House and Senate officials Barney Frank, left, Harry Reid, Nancy Pelosi and Christopher Dodd talk to reporters about compromise bailout legislation for the financial crisis.
Chip Somodevilla, Getty Images
WASHINGTON The New Deal it is not.
The government's biggest economic bailout since the Great Depression is aimed not at relieving unemployment or reforming questionable business practices but at resuscitating financial markets debilitated by lousy bets on the housing market.
Put simply, the hastily crafted plan lawmakers agreed to in principle on Sunday is intended to revive jittery and fragile banks on Wall Street and Main Street with enough money by using taxpayer funds to purchase billions upon billions of dollars' worth of their worst mortgage-related assets so that lending, the lifeblood of the American economy, flows freely again.
If it is working, signs will emerge almost immediately in the interest rates on short-term Treasury securities and in an array of obscure but crucial financial benchmarks.
Loans particularly those made from one bank to another would be more available and less expensive in a matter of weeks, if not days.
And as the government gobbles the banks' toxic assets, the industry would gain the confidence and strength needed to make it easier and cheaper for families to borrow for homes, cars and college and for businesses to secure ample debt to pay for plants, equipment and workers.
Still, rising unemployment, high energy prices and falling real estate values will not disappear overnight. Even if the bailout is passed the House votes today, and the Senate later this week the economy remains balanced on the edge of a recession.

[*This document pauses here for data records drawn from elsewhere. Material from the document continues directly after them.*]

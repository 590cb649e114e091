//! `SqliteDatabase` is a concrete implementation of a reconciliation engine backend.
//!
//! Unsurprisingly, it uses SQLite as the backend and implements all the traits defined in the [`traits`] module.
use std::fmt::Debug;

use chrono::{DateTime, Utc};
use log::*;
use paycode_common::{Amount, Secret};
use sqlx::{migrate, SqlitePool};

use super::db::{amount_locks, db_url, merchants, new_pool, orders, settings, unmatched};
use crate::{
    db_types::{
        is_valid_order_timeout,
        AmountField,
        MonitorRecord,
        NewOrder,
        NewUnmatchedPayment,
        OnlineState,
        Order,
        OrderEvent,
        PaymentKind,
        UnmatchedPayment,
    },
    traits::{MerchantManagement, MonitorManagement, OrderManagement, PaymentGatewayDatabase, PaymentGatewayError},
};

#[derive(Clone)]
pub struct SqliteDatabase {
    url: String,
    pool: SqlitePool,
}

impl Debug for SqliteDatabase {
    fn fmt(&self, f: &mut std::fmt::Formatter<'_>) -> std::fmt::Result {
        writeln!(f, "SqliteDatabase ({:?})", self.pool)
    }
}

impl PaymentGatewayDatabase for SqliteDatabase {
    fn url(&self) -> &str {
        self.url.as_str()
    }

    async fn close(&mut self) -> Result<(), PaymentGatewayError> {
        self.pool.close().await;
        Ok(())
    }
}

impl MerchantManagement for SqliteDatabase {
    async fn fetch_account_id_for_app_id(&self, app_id: &str) -> Result<Option<i64>, PaymentGatewayError> {
        let mut conn = self.pool.acquire().await?;
        let account_id = merchants::fetch_account_id_for_app_id(app_id, &mut conn).await?;
        Ok(account_id)
    }

    async fn fetch_secret_key(&self, account_id: i64) -> Result<Option<Secret<String>>, PaymentGatewayError> {
        let mut conn = self.pool.acquire().await?;
        let key = settings::fetch_setting(account_id, settings::SECRET_KEY, &mut conn).await?;
        Ok(key.filter(|k| !k.is_empty()).map(Secret::new))
    }

    async fn fetch_order_timeout(&self, account_id: i64) -> Result<Option<i64>, PaymentGatewayError> {
        let mut conn = self.pool.acquire().await?;
        let value = settings::fetch_setting(account_id, settings::ORDER_TIMEOUT, &mut conn).await?;
        let minutes = value.and_then(|v| match v.trim().parse::<i64>() {
            Ok(m) if is_valid_order_timeout(m) => Some(m),
            _ => {
                warn!("🗃️ Ignoring invalid order timeout setting '{v}' for account #{account_id}");
                None
            },
        });
        Ok(minutes)
    }
}

impl MonitorManagement for SqliteDatabase {
    async fn record_heartbeat(&self, account_id: i64, now: DateTime<Utc>) -> Result<(), PaymentGatewayError> {
        let mut tx = self.pool.begin().await?;
        let advanced = settings::advance_heartbeat(account_id, now, &mut tx).await?;
        if !advanced {
            debug!("🗃️ A later heartbeat is already stored for account #{account_id}. Timestamp left unchanged.");
        }
        settings::upsert_setting(account_id, settings::ONLINE_FLAG, OnlineState::Online.as_flag(), &mut tx).await?;
        tx.commit().await?;
        Ok(())
    }

    async fn record_payment(&self, account_id: i64, now: DateTime<Utc>) -> Result<(), PaymentGatewayError> {
        let mut conn = self.pool.acquire().await?;
        settings::upsert_setting(account_id, settings::LAST_PAYMENT, &now.timestamp().to_string(), &mut conn).await?;
        Ok(())
    }

    async fn fetch_monitor_record(&self, account_id: i64) -> Result<MonitorRecord, PaymentGatewayError> {
        let mut conn = self.pool.acquire().await?;
        let keys = [settings::LAST_HEARTBEAT, settings::LAST_PAYMENT, settings::ONLINE_FLAG];
        let mut values = settings::fetch_settings(account_id, &keys, &mut conn).await?;
        Ok(MonitorRecord {
            account_id,
            last_heartbeat: values.remove(settings::LAST_HEARTBEAT),
            last_payment: values.remove(settings::LAST_PAYMENT),
            state_flag: values.remove(settings::ONLINE_FLAG),
        })
    }

    async fn accounts_with_heartbeat(&self) -> Result<Vec<i64>, PaymentGatewayError> {
        let mut conn = self.pool.acquire().await?;
        let accounts = settings::accounts_with_setting(settings::LAST_HEARTBEAT, &mut conn).await?;
        Ok(accounts)
    }

    async fn mark_offline(
        &self,
        account_id: i64,
        observed_heartbeat: Option<String>,
    ) -> Result<bool, PaymentGatewayError> {
        let mut conn = self.pool.acquire().await?;
        let marked = settings::mark_offline_if_unchanged(account_id, observed_heartbeat.as_deref(), &mut conn).await?;
        Ok(marked)
    }
}

impl OrderManagement for SqliteDatabase {
    async fn insert_order(&self, order: NewOrder) -> Result<Order, PaymentGatewayError> {
        let mut tx = self.pool.begin().await?;
        let order = orders::insert_order(order, &mut tx).await?;
        tx.commit().await?;
        Ok(order)
    }

    async fn insert_order_with_lock(&self, order: NewOrder) -> Result<Order, PaymentGatewayError> {
        let (account_id, amount, kind) = (order.account_id, order.actual_amount, order.kind);
        let mut tx = self.pool.begin().await?;
        if !amount_locks::acquire(account_id, amount, kind, &order.order_code, &mut tx).await? {
            debug!("🗃️ Amount {amount} ({kind}) is already locked for account #{account_id}");
            return Err(PaymentGatewayError::AmountSlotTaken { account_id, amount: amount.to_string() });
        }
        // A failed insert drops the transaction, which rolls the lock back with it
        let order = orders::insert_order(order, &mut tx).await?;
        tx.commit().await?;
        Ok(order)
    }

    async fn fetch_order_by_code(&self, order_code: &str) -> Result<Option<Order>, PaymentGatewayError> {
        let mut conn = self.pool.acquire().await?;
        let order = orders::fetch_order_by_code(order_code, &mut conn).await?;
        Ok(order)
    }

    async fn fetch_latest_pending_order(
        &self,
        account_id: i64,
        kind: PaymentKind,
        amount: Amount,
        field: AmountField,
    ) -> Result<Option<Order>, PaymentGatewayError> {
        let mut conn = self.pool.acquire().await?;
        let order = orders::fetch_latest_pending_order(account_id, kind, amount, field, &mut conn).await?;
        Ok(order)
    }

    async fn transition_order(
        &self,
        order_id: i64,
        event: OrderEvent,
        now: DateTime<Utc>,
    ) -> Result<bool, PaymentGatewayError> {
        let mut conn = self.pool.acquire().await?;
        let updated = orders::transition_order(order_id, event, now, &mut conn).await?;
        Ok(updated)
    }

    async fn fetch_expired_orders(
        &self,
        account_id: Option<i64>,
        cutoff: DateTime<Utc>,
        limit: i64,
    ) -> Result<Vec<Order>, PaymentGatewayError> {
        let mut conn = self.pool.acquire().await?;
        let orders = orders::fetch_expired_orders(account_id, cutoff, limit, &mut conn).await?;
        Ok(orders)
    }

    async fn accounts_with_pending_orders(&self) -> Result<Vec<i64>, PaymentGatewayError> {
        let mut conn = self.pool.acquire().await?;
        let accounts = orders::accounts_with_pending_orders(&mut conn).await?;
        Ok(accounts)
    }

    async fn release_amount_lock(&self, order_code: &str) -> Result<u64, PaymentGatewayError> {
        let mut conn = self.pool.acquire().await?;
        let released = amount_locks::release(order_code, &mut conn).await?;
        Ok(released)
    }

    async fn purge_orphan_amount_locks(&self) -> Result<u64, PaymentGatewayError> {
        let mut conn = self.pool.acquire().await?;
        let purged = amount_locks::purge_orphans(&mut conn).await?;
        Ok(purged)
    }

    async fn record_unmatched_payment(&self, payment: NewUnmatchedPayment) -> Result<i64, PaymentGatewayError> {
        let mut tx = self.pool.begin().await?;
        let id = unmatched::insert(payment, &mut tx).await?;
        tx.commit().await?;
        Ok(id)
    }
}

impl SqliteDatabase {
    /// Creates a new database API object using the URL in `PAYCODE_DATABASE_URL`
    pub async fn new(max_connections: u32) -> Result<Self, sqlx::Error> {
        let url = db_url();
        SqliteDatabase::new_with_url(url.as_str(), max_connections).await
    }

    pub async fn new_with_url(url: &str, max_connections: u32) -> Result<Self, sqlx::Error> {
        trace!("🗃️ Creating new database connection pool with url {url}");
        let pool = new_pool(url, max_connections).await?;
        let url = url.to_string();
        Ok(Self { url, pool })
    }

    /// Returns a reference to the database connection pool.
    pub fn pool(&self) -> &SqlitePool {
        &self.pool
    }

    /// Brings the schema up to date.
    pub async fn run_migrations(&self) -> Result<(), PaymentGatewayError> {
        migrate!("./src/sqlite/migrations")
            .run(&self.pool)
            .await
            .map_err(|e| PaymentGatewayError::DatabaseError(format!("Migration failed. {e}")))?;
        info!("🗃️ Database migrations complete");
        Ok(())
    }

    /// Administrative write path for the merchant mapping table, which is otherwise managed outside this service.
    pub async fn save_merchant_mapping(
        &self,
        app_id: &str,
        account_id: i64,
        active: bool,
    ) -> Result<(), PaymentGatewayError> {
        let mut conn = self.pool.acquire().await?;
        merchants::upsert_mapping(app_id, account_id, active, &mut conn).await?;
        Ok(())
    }

    /// Administrative write path for account settings (the secret key, the order timeout override and so on).
    pub async fn save_account_setting(&self, account_id: i64, key: &str, value: &str) -> Result<(), PaymentGatewayError> {
        let mut conn = self.pool.acquire().await?;
        settings::upsert_setting(account_id, key, value, &mut conn).await?;
        Ok(())
    }

    pub async fn fetch_unmatched_payments(&self, account_id: i64) -> Result<Vec<UnmatchedPayment>, PaymentGatewayError> {
        let mut conn = self.pool.acquire().await?;
        let payments = unmatched::fetch_for_account(account_id, &mut conn).await?;
        Ok(payments)
    }

    /// Claims the (account, amount, kind) slot on its own, without storing an order. Returns `false` if the slot is
    /// already held. Allocators that store orders through some other path use this to reserve the amount first.
    pub async fn acquire_amount_lock(
        &self,
        account_id: i64,
        amount: Amount,
        kind: PaymentKind,
        order_code: &str,
    ) -> Result<bool, PaymentGatewayError> {
        let mut conn = self.pool.acquire().await?;
        let acquired = amount_locks::acquire(account_id, amount, kind, order_code, &mut conn).await?;
        Ok(acquired)
    }

    /// The order code currently holding the (account, amount, kind) slot, if any.
    pub async fn fetch_amount_lock_holder(
        &self,
        account_id: i64,
        amount: Amount,
        kind: PaymentKind,
    ) -> Result<Option<String>, PaymentGatewayError> {
        let mut conn = self.pool.acquire().await?;
        let holder = amount_locks::fetch_lock_holder(account_id, amount, kind, &mut conn).await?;
        Ok(holder)
    }

    pub async fn fetch_order_by_id(&self, id: i64) -> Result<Option<Order>, PaymentGatewayError> {
        let mut conn = self.pool.acquire().await?;
        let order = orders::fetch_order_by_id(id, &mut conn).await?;
        Ok(order)
    }
}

"At first, there will be some sort of sigh of relief, which I'm afraid would be misplaced, because when you get through the shorter-term terror, you're left with an economic landscape that will be very fragile," said Michael Farr, president of Farr, Miller & Washington, which manages investment portfolios for people and businesses.
Were the clogged credit markets of the past year and more crucially, the past few weeks left to fester without a massive government intervention, the United States faced a financial calamity that could have plunged the economy into a deep recession, putting the livelihoods and investments of millions of ordinary Americans at risk, President Bush and Federal Reserve Chairman Ben Bernanke warned.
"Bernanke told us that our American economy's arteries, our financial system, is clogged, and if we don't act, the patient will surely suffer a heart attack maybe next week, maybe in six months, but it will happen," said Sen. Chuck Schumer, D-N.Y., chairman of Congress' Joint Economic Committee.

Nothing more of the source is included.